Cross-pod correlation for distributed debugging:
# Extract trace IDs across deployment
kubectl get pods -l app=microservice -o name | \
xargs -I {} kubectl logs {} | grep -o 'trace[_-]id[":=][A-Za-z0-9-]*'
Custom processing and alerting:
# Real-time monitoring with alerts
kubectl logs -f critical-service | while read line; do
if echo "$line" | grep -q "CRITICAL\|FATAL"; then
echo "ALERT: $line" | mail -s "Production Alert" ops-team@company.com
fi
done
Conclusion
kubectl logs serves as an indispensable tool for Kubernetes debugging, providing immediate access to container output for rapid issue identification. From basic retrieval to advanced filtering and multi-container management, mastering kubectl logs significantly improves debugging efficiency in containerized environments.

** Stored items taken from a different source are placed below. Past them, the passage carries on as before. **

//! Computed Properties
//!
//! A computed is a cached derived key on a store that re-evaluates only when
//! its dependencies change.
//!
//! # How Computeds Work
//!
//! 1. Defining a computed installs an accessor slot. Nothing is evaluated
//!    until the key is first read.
//!
//! 2. Reading the key while clean returns the cached value.
//!
//! 3. When a dependency changes, the computed's lazy effect does not re-run;
//!    its scheduler marks the cache dirty and, on the clean -> dirty edge,
//!    notifies the subscribers of the computed key itself.
//!
//! 4. The next read of a dirty computed recomputes (re-tracking
//!    dependencies) and marks it clean.
//!
//! # Why This Matters
//!
//! - A key changes
//! - 10 computeds depend on it
//! - Only the computeds actually read will recompute
//! - Computeds that are never read stay dirty (no wasted work)
//!
//! Because dirtiness is forwarded through the computed's own key, a chain of
//! computeds (a DAG) is dirtied transitively without recomputing anything,
//! and an effect reading the end of the chain re-runs and pulls fresh values.

use std::cell::{Cell, RefCell};
use std::rc::Rc;

use tracing::error;

use super::effect::{EffectCore, Scheduler};
use super::store::{Store, WeakStore};
use super::value::Value;
use crate::error::Result;

/// Boxed computed body, used where several bodies are passed together.
pub type ComputeFn = Box<dyn Fn(&Store) -> Value>;

/// Dirty state for a computed.
#[derive(Debug, Clone, Copy, PartialEq, Eq)]
pub enum ComputedState {
    /// The cached value is up-to-date.
    Clean,

    /// A dependency changed, or the value was never computed.
    Dirty,
}

struct Cache {
    value: RefCell<Value>,
    state: Cell<ComputedState>,
    /// Set while the body runs; a read in that window is a cycle.
    computing: Cell<bool>,
}

pub(crate) struct ComputedCell {
    name: Rc<str>,
    effect: Rc<EffectCore>,
    cache: Rc<Cache>,
}

impl ComputedCell {
    fn new(store: &Store, name: &str, compute: Rc<dyn Fn(&Store) -> Value>) -> Rc<Self> {
        let name: Rc<str> = Rc::from(name);
        let cache = Rc::new(Cache {
            value: RefCell::new(Value::Null),
            state: Cell::new(ComputedState::Dirty),
            computing: Cell::new(false),
        });
        let weak = store.downgrade();

        let run = {
            let cache = Rc::clone(&cache);
            let weak = weak.clone();
            move || -> Result<()> {
                if let Some(store) = weak.upgrade() {
                    let value = compute(&store);
                    cache.value.replace(value);
                }
                cache.state.set(ComputedState::Clean);
                Ok(())
            }
        };

        let scheduler: Scheduler = {
            let cache = Rc::clone(&cache);
            let name = Rc::clone(&name);
            Rc::new(move || mark_dirty(&cache, &weak, &name))
        };

        let effect = EffectCore::new(
            store.runtime(),
            Rc::new(run),
            Some(scheduler),
            Some(format!("computed:{name}")),
        );

        Rc::new(Self {
            name,
            effect,
            cache,
        })
    }

    /// Return the cached value, recomputing first if dirty.
    ///
    /// A computed that reads itself, directly or through other computeds,
    /// gets its previous cached value (initially null) for the inner read.
    pub(crate) fn read(&self) -> Value {
        if self.cache.state.get() == ComputedState::Dirty {
            if self.cache.computing.replace(true) {
                error!(computed = &*self.name, "computed depends on itself; serving cached value");
            } else {
                let result = self.effect.execute();
                self.cache.computing.set(false);
                if let Err(error) = result {
                    error!(computed = &*self.name, %error, "recompute failed; serving stale value");
                }
            }
        }
        self.cache.value.borrow().clone()
    }

    pub(crate) fn state(&self) -> ComputedState {
        self.cache.state.get()
    }

    /// Stop tracking; the cached value stays readable.
    pub(crate) fn dispose(&self) {
        self.effect.dispose();
    }
}

fn mark_dirty(cache: &Cache, store: &WeakStore, name: &str) -> Result<()> {
    if cache.state.replace(ComputedState::Dirty) == ComputedState::Dirty {
        return Ok(());
    }
    match store.upgrade() {
        Some(store) => store.trigger(name),
        None => Ok(()),
    }
}

impl Store {
    /// Define a single computed key.
    ///
    /// ```rust
    /// use trellis_core::{state, Value};
    ///
    /// let s = state(serde_json::json!({ "price": 10, "qty": 2 })).unwrap();
    /// s.define_computed("total", |s| {
    ///     let price = s.get("price").as_f64().unwrap_or_default();
    ///     let qty = s.get("qty").as_f64().unwrap_or_default();
    ///     Value::from(price * qty)
    /// })
    /// .unwrap();
    ///
    /// s.set("qty", 3).unwrap();
    /// assert_eq!(s.get("total"), Value::from(30));
    /// ```
    pub fn define_computed<F>(&self, name: &str, compute: F) -> Result<&Self>
    where
        F: Fn(&Store) -> Value + 'static,
    {
        let cell = ComputedCell::new(self, name, Rc::new(compute));
        self.install_computed(name, cell)?;
        Ok(self)
    }

    /// Cache state of the computed `name`, or `None` if it is not computed.
    pub fn computed_state(&self, name: &str) -> Option<ComputedState> {
        self.computed_cell(name).map(|cell| cell.state())
    }
}

/// Define several computed keys on `store`, returning it for chaining.
///
/// A definition that replaces an existing key notifies that key's
/// subscribers; the first error from one of them stops the remaining
/// definitions and is returned.
pub fn computed<I, K>(store: &Store, defs: I) -> Result<Store>
where
    I: IntoIterator<Item = (K, ComputeFn)>,
    K: AsRef<str>,
{
    for (name, compute) in defs {
        store.define_computed(name.as_ref(), compute)?;
    }
    Ok(store.clone())
}

// ----------------------------------------------------------------------------
// Tests
// ----------------------------------------------------------------------------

Understanding when to use kubectl logs versus centralized logging solutions helps create balanced observability strategies meeting both immediate debugging needs and long-term operational requirements. Integration with platforms like SigNoz demonstrates how kubectl logs fits into broader observability ecosystems, providing the foundation for comprehensive application monitoring.
Whether debugging crashed pods, investigating performance issues, or monitoring application health, the techniques in this guide provide the foundation for effective Kubernetes log management and successful troubleshooting workflows.